● Exercise prompt
Reproduce all records verbatim.

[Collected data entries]
^^^^^^^^^^^^^^^^
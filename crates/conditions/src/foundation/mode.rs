//! Precondition / postcondition error strategy

use std::borrow::Cow;
use std::fmt;

use crate::foundation::error::{ConditionError, ConditionFailure, Violation, ViolationKind};

/// Which error strategy a [`Validator`](crate::foundation::Validator) uses.
///
/// Chosen once by [`requires`](crate::requires) or [`ensures`](crate::ensures)
/// and never changed afterwards.
#[derive(Debug, Clone, Copy, PartialEq, Eq, Hash)]
pub enum Mode {
    /// Checks on arguments at method entry. Failures map to argument errors.
    Precondition,
    /// Checks on results at method exit. Failures map to
    /// [`ConditionError::PostconditionFailed`].
    Postcondition,
}

impl Mode {
    /// Maps a failed check to the error this mode reports.
    ///
    /// | mode          | kind          | null value | variant               |
    /// |---------------|---------------|------------|-----------------------|
    /// | precondition  | `OutOfRange`  | any        | `ArgumentOutOfRange`  |
    /// | precondition  | `InvalidEnum` | any        | `InvalidEnumArgument` |
    /// | precondition  | `Default`     | yes        | `ArgumentNull`        |
    /// | precondition  | `Default`     | no         | `InvalidArgument`     |
    /// | postcondition | any           | any        | `PostconditionFailed` |
    pub fn build_error(
        self,
        argument: impl Into<Cow<'static, str>>,
        failure: ConditionFailure,
    ) -> ConditionError {
        let violation = Violation {
            argument: argument.into(),
            condition: failure.condition,
            additional: failure.additional,
        };

        let error = match self {
            Self::Precondition => match failure.kind {
                ViolationKind::OutOfRange => ConditionError::ArgumentOutOfRange(violation),
                ViolationKind::InvalidEnum => ConditionError::InvalidEnumArgument(violation),
                ViolationKind::Default if failure.value_is_null => {
                    ConditionError::ArgumentNull(violation)
                }
                ViolationKind::Default => ConditionError::InvalidArgument(violation),
            },
            Self::Postcondition => ConditionError::PostconditionFailed(violation),
        };

        tracing::debug!(
            target: "conditions",
            argument = %error.argument_name(),
            mode = %self,
            kind = ?failure.kind,
            "condition violated: {}",
            error.condition()
        );

        error
    }
}

impl fmt::Display for Mode {
    fn fmt(&self, f: &mut fmt::Formatter<'_>) -> fmt::Result {
        match self {
            Self::Precondition => f.write_str("precondition"),
            Self::Postcondition => f.write_str("postcondition"),
        }
    }
}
^^^^^^^^^^^^^^^^
● Exercise answer
filename crates/conditions/src/foundation/mode.rs
//! Precondition / postcondition error strategy

use std::borrow::Cow;
use std::fmt;

use crate::foundation::error::{ConditionError, ConditionFailure, Violation, ViolationKind};

/// Which error strategy a [`Validator`](crate::foundation::Validator) uses.
///
/// Chosen once by [`requires`](crate::requires) or [`ensures`](crate::ensures)
/// and never changed afterwards.
#[derive(Debug, Clone, Copy, PartialEq, Eq, Hash)]
pub enum Mode {
    /// Checks on arguments at method entry. Failures map to argument errors.
    Precondition,
    /// Checks on results at method exit. Failures map to
    /// [`ConditionError::PostconditionFailed`].
    Postcondition,
}

impl Mode {
    /// Maps a failed check to the error this mode reports.
    ///
    /// | mode          | kind          | null value | variant               |
    /// |---------------|---------------|------------|-----------------------|
    /// | precondition  | `OutOfRange`  | any        | `ArgumentOutOfRange`  |
    /// | precondition  | `InvalidEnum` | any        | `InvalidEnumArgument` |
    /// | precondition  | `Default`     | yes        | `ArgumentNull`        |
    /// | precondition  | `Default`     | no         | `InvalidArgument`     |
    /// | postcondition | any           | any        | `PostconditionFailed` |
    pub fn build_error(
        self,
        argument: impl Into<Cow<'static, str>>,
        failure: ConditionFailure,
    ) -> ConditionError {
        let violation = Violation {
            argument: argument.into(),
            condition: failure.condition,
            additional: failure.additional,
        };

        let error = match self {
            Self::Precondition => match failure.kind {
                ViolationKind::OutOfRange => ConditionError::ArgumentOutOfRange(violation),
                ViolationKind::InvalidEnum => ConditionError::InvalidEnumArgument(violation),
                ViolationKind::Default if failure.value_is_null => {
                    ConditionError::ArgumentNull(violation)
                }
                ViolationKind::Default => ConditionError::InvalidArgument(violation),
            },
            Self::Postcondition => ConditionError::PostconditionFailed(violation),
        };

        tracing::debug!(
            target: "conditions",
            argument = %error.argument_name(),
            mode = %self,
            kind = ?failure.kind,
            "condition violated: {}",
            error.condition()
        );

        error
    }
}

impl fmt::Display for Mode {
    fn fmt(&self, f: &mut fmt::Formatter<'_>) -> fmt::Result {
        match self {
            Self::Precondition => f.write_str("precondition"),
            Self::Postcondition => f.write_str("postcondition"),
        }
    }
}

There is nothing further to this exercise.